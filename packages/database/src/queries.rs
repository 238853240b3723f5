//! Read-side queries over the loaded table.
//!
//! The map and summary queries read the sink names of the standard columns
//! (`latitude`, `location`, `make`, ...). Every table and column name is
//! checked with [`quote_identifier`] before it reaches SQL.

use chrono::NaiveDateTime;
use duckdb::Connection;
use traffic_violations_database_models::{BoundingBox, MapPoint, ValueCount, ViolationSummary};

use crate::{DbError, quote_identifier};

const LATITUDE: &str = "latitude";
const LONGITUDE: &str = "longitude";
const LOCATION: &str = "location";
const VIOLATION_TYPE: &str = "violation_type";
const DATE_OF_STOP: &str = "date_of_stop";
const ACCIDENT: &str = "accident";
const MAKE: &str = "make";
const MODEL: &str = "model";

fn to_count(n: i64) -> u64 {
    u64::try_from(n).unwrap_or(0)
}

/// Parses `DuckDB`'s text rendering of a timestamp.
fn parse_timestamp(s: &str) -> Option<NaiveDateTime> {
    NaiveDateTime::parse_from_str(s, "%Y-%m-%d %H:%M:%S")
        .or_else(|_| NaiveDateTime::parse_from_str(s, "%Y-%m-%d %H:%M:%S%.f"))
        .ok()
}

/// Number of rows in `table`.
///
/// # Errors
///
/// Returns [`DbError`] if the name is invalid or the query fails.
pub fn count_rows(conn: &Connection, table: &str) -> Result<u64, DbError> {
    let sql = format!("SELECT COUNT(*) FROM {}", quote_identifier(table)?);
    let count: i64 = conn.query_row(&sql, [], |row| row.get(0))?;
    Ok(to_count(count))
}

/// Distinct non-null values of one column, as text, sorted.
///
/// # Errors
///
/// Returns [`DbError`] if a name is invalid or the query fails.
pub fn distinct_values(
    conn: &Connection,
    table: &str,
    column: &str,
) -> Result<Vec<String>, DbError> {
    let column = quote_identifier(column)?;
    let sql = format!(
        "SELECT DISTINCT CAST({column} AS VARCHAR) AS v FROM {}
         WHERE {column} IS NOT NULL
         ORDER BY v",
        quote_identifier(table)?
    );
    let mut stmt = conn.prepare(&sql)?;
    let mut rows = stmt.query([])?;

    let mut values = Vec::new();
    while let Some(row) = rows.next()? {
        values.push(row.get(0)?);
    }
    Ok(values)
}

/// The `limit` most frequent non-null values of one column, most frequent
/// first (ties broken alphabetically).
///
/// # Errors
///
/// Returns [`DbError`] if a name is invalid or the query fails.
pub fn count_by(
    conn: &Connection,
    table: &str,
    column: &str,
    limit: u32,
) -> Result<Vec<ValueCount>, DbError> {
    let column = quote_identifier(column)?;
    let sql = format!(
        "SELECT CAST({column} AS VARCHAR) AS v, COUNT(*) AS n FROM {}
         WHERE {column} IS NOT NULL
         GROUP BY v
         ORDER BY n DESC, v ASC
         LIMIT ?",
        quote_identifier(table)?
    );
    let mut stmt = conn.prepare(&sql)?;
    let mut rows = stmt.query([limit])?;

    let mut counts = Vec::new();
    while let Some(row) = rows.next()? {
        counts.push(ValueCount {
            value: row.get(0)?,
            count: to_count(row.get(1)?),
        });
    }
    Ok(counts)
}

/// Located violations inside `bbox`, most recent first.
///
/// # Errors
///
/// Returns [`DbError`] if the table name is invalid or the query fails.
pub fn points_in_bbox(
    conn: &Connection,
    table: &str,
    bbox: &BoundingBox,
    limit: u32,
) -> Result<Vec<MapPoint>, DbError> {
    let sql = format!(
        "SELECT {LATITUDE}, {LONGITUDE}, {LOCATION}, {VIOLATION_TYPE},
                CAST({DATE_OF_STOP} AS VARCHAR)
         FROM {}
         WHERE {LATITUDE} BETWEEN ? AND ?
           AND {LONGITUDE} BETWEEN ? AND ?
         ORDER BY {DATE_OF_STOP} DESC NULLS LAST
         LIMIT ?",
        quote_identifier(table)?
    );
    let mut stmt = conn.prepare(&sql)?;
    let mut rows = stmt.query(duckdb::params![
        bbox.south, bbox.north, bbox.west, bbox.east, limit
    ])?;

    let mut points = Vec::new();
    while let Some(row) = rows.next()? {
        let date: Option<String> = row.get(4)?;
        points.push(MapPoint {
            latitude: row.get(0)?,
            longitude: row.get(1)?,
            location: row.get(2)?,
            violation_type: row.get(3)?,
            date_of_stop: date.as_deref().and_then(parse_timestamp),
        });
    }
    Ok(points)
}

fn top_value(conn: &Connection, table: &str, column: &str) -> Result<Option<ValueCount>, DbError> {
    Ok(count_by(conn, table, column, 1)?.into_iter().next())
}

/// Headline numbers for the dashboard.
///
/// # Errors
///
/// Returns [`DbError`] if the table name is invalid or a query fails.
pub fn summary(conn: &Connection, table: &str) -> Result<ViolationSummary, DbError> {
    let sql = format!(
        "SELECT COUNT(*), COUNT(*) FILTER (WHERE {ACCIDENT}) FROM {}",
        quote_identifier(table)?
    );
    let (total, accident_related): (i64, i64) =
        conn.query_row(&sql, [], |row| Ok((row.get(0)?, row.get(1)?)))?;

    Ok(ViolationSummary {
        total: to_count(total),
        accident_related: to_count(accident_related),
        top_location: top_value(conn, table, LOCATION)?,
        top_make: top_value(conn, table, MAKE)?,
        top_model: top_value(conn, table, MODEL)?,
    })
}

#[cfg(test)]
mod tests {
    use super::*;

    fn seeded() -> Connection {
        let conn = Connection::open_in_memory().unwrap();
        conn.execute_batch(
            "CREATE TABLE stops (
                latitude DOUBLE, longitude DOUBLE, location VARCHAR,
                violation_type VARCHAR, date_of_stop TIMESTAMP, accident BOOLEAN,
                make VARCHAR, model VARCHAR
            );
            INSERT INTO stops VALUES
                (39.10, -77.10, 'GEORGIA AVE / COLESVILLE RD', 'CITATION', '2020-05-01 00:00:00', TRUE, 'TOYOTA', 'CAMRY'),
                (39.20, -77.20, 'GEORGIA AVE / COLESVILLE RD', 'WARNING', '2021-06-01 00:00:00', FALSE, 'TOYOTA', 'COROLLA'),
                (38.00, -76.00, 'RT 355', 'CITATION', NULL, FALSE, 'HONDA', 'CAMRY'),
                (NULL, NULL, NULL, 'ESERO', NULL, NULL, NULL, NULL);",
        )
        .unwrap();
        conn
    }

    #[test]
    fn counts_rows() {
        assert_eq!(count_rows(&seeded(), "stops").unwrap(), 4);
    }

    #[test]
    fn lists_distinct_values_without_nulls() {
        let values = distinct_values(&seeded(), "stops", "make").unwrap();
        assert_eq!(values, vec!["HONDA", "TOYOTA"]);
    }

    #[test]
    fn counts_by_frequency_then_name() {
        let counts = count_by(&seeded(), "stops", "violation_type", 2).unwrap();
        assert_eq!(
            counts,
            vec![
                ValueCount {
                    value: "CITATION".to_string(),
                    count: 2
                },
                ValueCount {
                    value: "ESERO".to_string(),
                    count: 1
                },
            ]
        );
    }

    #[test]
    fn filters_points_by_bbox() {
        let bbox = BoundingBox::new(-77.5, 39.0, -77.0, 39.5);
        let points = points_in_bbox(&seeded(), "stops", &bbox, 10).unwrap();

        assert_eq!(points.len(), 2);
        assert_eq!(points[0].violation_type.as_deref(), Some("WARNING"));
        assert_eq!(
            points[0].date_of_stop,
            parse_timestamp("2021-06-01 00:00:00")
        );
        assert!(points.iter().all(|p| bbox.contains(p.latitude, p.longitude)));
    }

    #[test]
    fn summarizes_table() {
        let summary = summary(&seeded(), "stops").unwrap();
        assert_eq!(summary.total, 4);
        assert_eq!(summary.accident_related, 1);
        assert_eq!(
            summary.top_location.map(|v| v.value).as_deref(),
            Some("GEORGIA AVE / COLESVILLE RD")
        );
        assert_eq!(summary.top_make.map(|v| v.count), Some(2));
        assert_eq!(summary.top_model.map(|v| v.value).as_deref(), Some("CAMRY"));
    }

    #[test]
    fn rejects_invalid_column() {
        assert!(matches!(
            count_by(&seeded(), "stops", "make) --", 5),
            Err(DbError::InvalidIdentifier { .. })
        ));
    }
}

* * * * * * * * *

WHAT TO PRODUCE:
For the records above, tally the lines in which "CAST" appears, and give the number by itself.

YOUR RESPONSE:
3